[Saved entries]

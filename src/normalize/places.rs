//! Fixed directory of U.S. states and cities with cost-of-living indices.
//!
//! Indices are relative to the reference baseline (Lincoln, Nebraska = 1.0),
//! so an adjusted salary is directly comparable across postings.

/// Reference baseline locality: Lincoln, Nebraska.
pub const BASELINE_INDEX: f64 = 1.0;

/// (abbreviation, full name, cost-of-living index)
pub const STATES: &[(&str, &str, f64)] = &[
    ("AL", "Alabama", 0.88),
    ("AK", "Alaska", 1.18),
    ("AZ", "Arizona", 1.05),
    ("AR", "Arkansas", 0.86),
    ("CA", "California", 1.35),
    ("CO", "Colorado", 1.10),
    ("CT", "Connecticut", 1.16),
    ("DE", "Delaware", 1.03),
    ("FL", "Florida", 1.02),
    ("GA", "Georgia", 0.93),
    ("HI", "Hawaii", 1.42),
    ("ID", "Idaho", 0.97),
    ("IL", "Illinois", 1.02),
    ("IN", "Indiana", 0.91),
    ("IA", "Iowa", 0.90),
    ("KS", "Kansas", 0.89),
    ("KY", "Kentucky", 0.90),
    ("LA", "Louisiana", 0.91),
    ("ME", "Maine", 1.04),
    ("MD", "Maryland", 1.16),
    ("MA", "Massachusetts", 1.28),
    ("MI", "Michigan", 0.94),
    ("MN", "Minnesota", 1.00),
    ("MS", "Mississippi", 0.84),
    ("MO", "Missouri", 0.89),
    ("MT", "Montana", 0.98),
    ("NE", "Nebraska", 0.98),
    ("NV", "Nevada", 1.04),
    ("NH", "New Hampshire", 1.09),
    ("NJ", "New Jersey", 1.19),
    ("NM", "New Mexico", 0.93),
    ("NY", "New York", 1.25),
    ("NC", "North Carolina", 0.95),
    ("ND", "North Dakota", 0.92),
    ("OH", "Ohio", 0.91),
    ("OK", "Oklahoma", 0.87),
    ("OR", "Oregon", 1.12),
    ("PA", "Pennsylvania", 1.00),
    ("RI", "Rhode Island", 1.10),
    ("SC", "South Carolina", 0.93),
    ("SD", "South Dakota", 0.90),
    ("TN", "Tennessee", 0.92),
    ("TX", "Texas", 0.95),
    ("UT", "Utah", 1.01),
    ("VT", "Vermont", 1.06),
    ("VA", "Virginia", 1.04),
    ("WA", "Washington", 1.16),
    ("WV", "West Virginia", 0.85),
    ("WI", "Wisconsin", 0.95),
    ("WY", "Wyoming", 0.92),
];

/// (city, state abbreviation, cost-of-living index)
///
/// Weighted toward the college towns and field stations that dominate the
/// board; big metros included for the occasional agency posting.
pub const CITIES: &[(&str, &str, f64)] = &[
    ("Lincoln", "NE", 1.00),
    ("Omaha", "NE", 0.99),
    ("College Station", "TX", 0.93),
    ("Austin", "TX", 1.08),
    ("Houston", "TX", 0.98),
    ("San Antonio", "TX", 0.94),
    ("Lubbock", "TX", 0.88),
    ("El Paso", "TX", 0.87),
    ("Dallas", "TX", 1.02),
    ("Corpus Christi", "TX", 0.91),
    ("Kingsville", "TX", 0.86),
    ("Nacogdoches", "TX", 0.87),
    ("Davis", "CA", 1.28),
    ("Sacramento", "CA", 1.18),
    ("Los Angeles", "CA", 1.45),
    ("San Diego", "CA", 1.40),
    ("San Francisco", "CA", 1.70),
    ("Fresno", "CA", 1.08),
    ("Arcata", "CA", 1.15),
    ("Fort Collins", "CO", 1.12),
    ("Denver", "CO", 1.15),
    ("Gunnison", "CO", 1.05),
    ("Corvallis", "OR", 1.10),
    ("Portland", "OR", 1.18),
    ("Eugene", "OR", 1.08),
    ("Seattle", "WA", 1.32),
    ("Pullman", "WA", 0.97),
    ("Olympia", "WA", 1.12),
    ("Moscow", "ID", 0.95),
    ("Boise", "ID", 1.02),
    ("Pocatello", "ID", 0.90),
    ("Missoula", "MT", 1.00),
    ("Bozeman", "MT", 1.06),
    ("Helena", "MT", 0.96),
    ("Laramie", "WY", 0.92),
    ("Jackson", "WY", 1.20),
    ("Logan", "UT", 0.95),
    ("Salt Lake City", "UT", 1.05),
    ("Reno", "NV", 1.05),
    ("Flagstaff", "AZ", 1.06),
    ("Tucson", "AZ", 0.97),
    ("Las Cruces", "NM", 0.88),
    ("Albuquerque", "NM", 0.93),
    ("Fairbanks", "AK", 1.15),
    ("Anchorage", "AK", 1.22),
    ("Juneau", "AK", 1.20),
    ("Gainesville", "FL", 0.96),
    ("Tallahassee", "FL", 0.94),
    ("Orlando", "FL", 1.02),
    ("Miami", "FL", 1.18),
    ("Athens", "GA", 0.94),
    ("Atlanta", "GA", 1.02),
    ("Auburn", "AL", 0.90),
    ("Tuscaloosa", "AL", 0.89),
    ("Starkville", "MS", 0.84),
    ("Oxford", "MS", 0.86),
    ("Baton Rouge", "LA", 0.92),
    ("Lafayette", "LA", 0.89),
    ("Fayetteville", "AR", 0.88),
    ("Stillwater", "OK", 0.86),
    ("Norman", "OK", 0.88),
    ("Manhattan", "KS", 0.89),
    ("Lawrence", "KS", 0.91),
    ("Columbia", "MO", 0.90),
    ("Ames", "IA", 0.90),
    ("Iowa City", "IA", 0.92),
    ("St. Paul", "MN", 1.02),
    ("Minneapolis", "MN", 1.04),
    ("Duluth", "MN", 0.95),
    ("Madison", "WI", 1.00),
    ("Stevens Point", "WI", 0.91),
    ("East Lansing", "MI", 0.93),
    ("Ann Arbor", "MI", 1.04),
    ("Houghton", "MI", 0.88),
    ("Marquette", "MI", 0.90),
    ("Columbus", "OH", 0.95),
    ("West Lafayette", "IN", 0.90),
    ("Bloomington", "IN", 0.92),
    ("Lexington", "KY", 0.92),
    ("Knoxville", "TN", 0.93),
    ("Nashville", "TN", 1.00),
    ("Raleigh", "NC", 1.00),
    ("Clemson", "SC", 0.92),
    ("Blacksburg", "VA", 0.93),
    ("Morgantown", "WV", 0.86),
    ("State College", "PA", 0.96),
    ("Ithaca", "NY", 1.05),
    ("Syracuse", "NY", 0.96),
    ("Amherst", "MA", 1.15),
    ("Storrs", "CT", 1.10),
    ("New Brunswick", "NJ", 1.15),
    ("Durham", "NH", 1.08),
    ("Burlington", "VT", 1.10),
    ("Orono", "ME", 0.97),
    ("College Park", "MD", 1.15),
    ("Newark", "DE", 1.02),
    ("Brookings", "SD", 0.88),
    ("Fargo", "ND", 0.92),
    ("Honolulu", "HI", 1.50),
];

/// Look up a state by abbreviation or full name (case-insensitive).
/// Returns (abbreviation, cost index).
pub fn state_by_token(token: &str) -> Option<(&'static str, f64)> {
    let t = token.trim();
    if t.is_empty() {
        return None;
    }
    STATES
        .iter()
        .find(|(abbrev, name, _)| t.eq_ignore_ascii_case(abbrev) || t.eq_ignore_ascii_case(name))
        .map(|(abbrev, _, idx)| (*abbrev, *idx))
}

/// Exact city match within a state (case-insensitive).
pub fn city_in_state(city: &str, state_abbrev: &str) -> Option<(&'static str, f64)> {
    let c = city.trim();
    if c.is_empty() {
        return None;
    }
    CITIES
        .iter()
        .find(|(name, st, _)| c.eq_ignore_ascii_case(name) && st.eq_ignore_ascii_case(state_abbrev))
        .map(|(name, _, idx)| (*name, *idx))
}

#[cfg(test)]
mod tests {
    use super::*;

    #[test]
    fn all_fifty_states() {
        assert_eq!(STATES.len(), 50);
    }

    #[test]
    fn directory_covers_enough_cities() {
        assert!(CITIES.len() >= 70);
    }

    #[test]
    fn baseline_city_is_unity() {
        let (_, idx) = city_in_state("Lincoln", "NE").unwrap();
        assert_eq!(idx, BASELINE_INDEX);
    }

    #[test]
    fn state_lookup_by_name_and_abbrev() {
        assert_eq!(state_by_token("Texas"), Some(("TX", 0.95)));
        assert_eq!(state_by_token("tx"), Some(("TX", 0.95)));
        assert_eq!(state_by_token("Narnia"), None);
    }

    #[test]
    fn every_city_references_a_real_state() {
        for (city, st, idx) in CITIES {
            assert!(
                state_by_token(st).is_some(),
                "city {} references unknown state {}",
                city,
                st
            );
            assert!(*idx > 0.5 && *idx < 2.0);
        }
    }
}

◆ **HOW TO COMPLETE THIS TASK**
Could you return exactly the lines above from the line with "let t = token.trim();" to the line with "a state (case-insensitive).", both included, and nothing else?

◆ **RESULT BELOW**
    let t = token.trim();
    if t.is_empty() {
        return None;
    }
    STATES
        .iter()
        .find(|(abbrev, name, _)| t.eq_ignore_ascii_case(abbrev) || t.eq_ignore_ascii_case(name))
        .map(|(abbrev, _, idx)| (*abbrev, *idx))
}

/// Exact city match within a state (case-insensitive).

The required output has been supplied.